:: Aim of the task ::
Please reproduce every record, keeping each one exactly as written.
START Data
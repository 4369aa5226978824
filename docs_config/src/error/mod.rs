//! Error types produced while composing and resolving configuration layers.

mod aggregate;
mod constructors;
mod conversions;
mod types;

pub use aggregate::AggregatedErrors;
pub use types::DocsError;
END Data
:: Problem solution ::
repository 4369aa5226978824
filename docs_config/src/error/mod.rs
//! Error types produced while composing and resolving configuration layers.

mod aggregate;
mod constructors;
mod conversions;
mod types;

pub use aggregate::AggregatedErrors;
pub use types::DocsError;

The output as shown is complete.